12–17. On his way to Samaria Jehu slays the brethren of Ahaziah, king of Judah. He takes Jehonadab to be the witness of his zeal for Jehovah (Not in Chronicles) 12. And he arose and departed, and came [R.V. went] to Samaria] Beside being the more strictly correct rendering of the verb, the change in R.V. represents the order of events. Jehu is now starting for Samaria. On the way and before he came thither he met Jehonadab, and invited him to be his companion. The LXX. does not represent ‘and departed’. the shearing house] R.V. the shearing house of the shepherds. The original is a more full expression here than in verse 14 below. So the additional words are needed. The phrase is explained as ‘the house of binding of the shepherds’ i.e. the place where the sheep were bound preparatory to being shorn. The R.V. margin has ‘house of gathering’, as the sheep were gathered together before the shearing began. There was probably close by some place suited for travellers to halt in, as it clearly lay along a high road.

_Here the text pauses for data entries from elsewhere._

#[cfg(feature = "config")]
use core_config::{ConfigError, FromEnv, env_parse_or};
use std::time::Duration;

/// MongoDB connection settings
///
/// # Example
///
/// ```ignore
/// use database::mongodb::MongoConfig;
///
/// let config = MongoConfig::with_database("mongodb://localhost:27017", "catalog")
///     .with_app_name("products-api");
///
/// // From environment variables (requires `config` feature)
/// let config = MongoConfig::from_env()?;
/// ```
#[derive(Clone, Debug)]
pub struct MongoConfig {
    /// Connection string: mongodb://[username:password@]host[:port][/database][?options]
    pub url: String,

    /// Database holding the service collections
    pub database: String,

    /// Application name reported in server logs
    pub app_name: Option<String>,

    pub max_pool_size: u32,
    pub min_pool_size: u32,

    pub connect_timeout: Duration,
    pub server_selection_timeout: Duration,
}

impl MongoConfig {
    /// Config for `url` using the `default` database
    pub fn new(url: impl Into<String>) -> Self {
        Self {
            url: url.into(),
            ..Self::default()
        }
    }

    pub fn with_database(url: impl Into<String>, database: impl Into<String>) -> Self {
        Self {
            url: url.into(),
            database: database.into(),
            ..Self::default()
        }
    }

    pub fn with_pool_size(mut self, max_pool_size: u32, min_pool_size: u32) -> Self {
        self.max_pool_size = max_pool_size;
        self.min_pool_size = min_pool_size;
        self
    }

    pub fn with_app_name(mut self, app_name: impl Into<String>) -> Self {
        self.app_name = Some(app_name.into());
        self
    }

    pub fn url(&self) -> &str {
        &self.url
    }

    pub fn database(&self) -> &str {
        &self.database
    }

    /// Connection URL with any password replaced by `***`, for logging.
    pub fn redacted_url(&self) -> String {
        let Some((scheme, rest)) = self.url.split_once("://") else {
            return self.url.clone();
        };
        let Some((credentials, host)) = rest.rsplit_once('@') else {
            return self.url.clone();
        };
        match credentials.split_once(':') {
            Some((user, _)) => format!("{scheme}://{user}:***@{host}"),
            None => self.url.clone(),
        }
    }
}

impl Default for MongoConfig {
    fn default() -> Self {
        Self {
            url: "mongodb://localhost:27017".to_string(),
            database: "default".to_string(),
            app_name: None,
            max_pool_size: 100,
            min_pool_size: 5,
            connect_timeout: Duration::from_secs(10),
            server_selection_timeout: Duration::from_secs(30),
        }
    }
}

/// Environment variables:
/// - `MONGODB_URL` or `MONGO_URL` (required)
/// - `MONGODB_DATABASE` or `MONGO_DATABASE` (required)
/// - `MONGODB_APP_NAME` (optional)
/// - `MONGODB_MAX_POOL_SIZE` (default: 100)
/// - `MONGODB_MIN_POOL_SIZE` (default: 5)
/// - `MONGODB_CONNECT_TIMEOUT_SECS` (default: 10)
/// - `MONGODB_SERVER_SELECTION_TIMEOUT_SECS` (default: 30)
#[cfg(feature = "config")]
impl FromEnv for MongoConfig {
    fn from_env() -> Result<Self, ConfigError> {
        let url = std::env::var("MONGODB_URL")
            .or_else(|_| std::env::var("MONGO_URL"))
            .map_err(|_| ConfigError::MissingEnvVar("MONGODB_URL or MONGO_URL".to_string()))?;

        let database = std::env::var("MONGODB_DATABASE")
            .or_else(|_| std::env::var("MONGO_DATABASE"))
            .map_err(|_| {
                ConfigError::MissingEnvVar("MONGODB_DATABASE or MONGO_DATABASE".to_string())
            })?;

        Ok(Self {
            url,
            database,
            app_name: std::env::var("MONGODB_APP_NAME").ok(),
            max_pool_size: env_parse_or("MONGODB_MAX_POOL_SIZE", 100)?,
            min_pool_size: env_parse_or("MONGODB_MIN_POOL_SIZE", 5)?,
            connect_timeout: Duration::from_secs(env_parse_or("MONGODB_CONNECT_TIMEOUT_SECS", 10)?),
            server_selection_timeout: Duration::from_secs(env_parse_or(
                "MONGODB_SERVER_SELECTION_TIMEOUT_SECS",
                30,
            )?),
        })
    }
}
use crate::{env_or_default, env_parse_or, ConfigError, FromEnv};
use std::net::Ipv4Addr;
use std::time::Duration;

/// Server configuration for HTTP APIs
#[derive(Clone, Debug)]
pub struct ServerConfig {
    pub host: String,
    pub port: u16,
    /// Origins allowed by CORS. Empty means no CORS layer is installed.
    pub cors_allowed_origins: Vec<String>,
    /// Upper bound on the cleanup phase of a graceful shutdown
    pub shutdown_timeout: Duration,
}

impl ServerConfig {
    pub fn new(host: String, port: u16) -> Self {
        Self {
            host,
            port,
            ..Self::default()
        }
    }

    /// Get the server address as "host:port"
    pub fn address(&self) -> String {
        format!("{}:{}", self.host, self.port)
    }
}

impl FromEnv for ServerConfig {
    /// Reads from environment variables with sensible defaults:
    /// - HOST: defaults to 0.0.0.0
    /// - PORT: defaults to 8080
    /// - CORS_ALLOWED_ORIGIN: optional, comma separated
    /// - SHUTDOWN_TIMEOUT_SECS: defaults to 30
    fn from_env() -> Result<Self, ConfigError> {
        let host = env_or_default("HOST", &Ipv4Addr::UNSPECIFIED.to_string());
        let port = env_parse_or("PORT", 8080u16)?;
        let cors_allowed_origins = parse_origins(&env_or_default("CORS_ALLOWED_ORIGIN", ""));
        let shutdown_timeout = Duration::from_secs(env_parse_or("SHUTDOWN_TIMEOUT_SECS", 30u64)?);

        Ok(Self {
            host,
            port,
            cors_allowed_origins,
            shutdown_timeout,
        })
    }
}

impl Default for ServerConfig {
    fn default() -> Self {
        Self {
            host: Ipv4Addr::UNSPECIFIED.to_string(),
            port: 8080,
            cors_allowed_origins: Vec::new(),
            shutdown_timeout: Duration::from_secs(30),
        }
    }
}

fn parse_origins(raw: &str) -> Vec<String> {
    raw.split(',')
        .map(str::trim)
        .filter(|s| !s.is_empty())
        .map(str::to_string)
        .collect()
}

Thus we can understand how Jehu found the cavalcade of Ahab’s kindred stopping there.

2 Kings 10:13

  1. the brethren of Ahaziah] And so part of Ahab’s kinsfolk, of whom Jehu was commissioned to leave none remaining. the children of the king] i.e. Of Joram. They manifestly knew nothing of what had happened in the last few days in Jezreel. the children of the queen] The original is the word employed elsewhere for the ‘queen-mother’. Cf. 1 Kings 15:13. So here the word must have reference to Jezebel, whose influence in Israel was very great. The LXX. notes the word by rendering it ἡδυναστεύουσα.

2 Kings 10:14

  1. Take them alive] i.e. Make them prisoners. Perhaps for a moment he was uncertain what he should do with them, however being of Ahab’s lineage they must share the fate of the rest of that house. And they took them alive] The LXX. has nothing to represent these words. The ‘pit’ (R.V. margin, cistern) was the great pond or pool in which the sheep were washed before shearing.

2 Kings 10:15

  1. Jehonadab the son of Rechab] We are told (1 Chronicles 2:55) that the house of Rechab belonged to the Kenites. The marriage of Moses to a Kenite wife (Judges 1:16) led to the Kenites going up with the children of Judah into the wilderness, and so they came to dwell among the people of Israel. We read of them several times in the history of Israel. Jael, who slew Sisera, was the wife of Heber the Kenite (Judges 4:17), and Saul shewed kindness to the Kenites when he was sent to destroy Amalek (1 Samuel 15:6). Of Jehonadab (the name is also written Jonadab) we learn (Jeremiah 35:6-7) that he forbade his descendants to drink wine, or to live in cities, and follow settled occupations.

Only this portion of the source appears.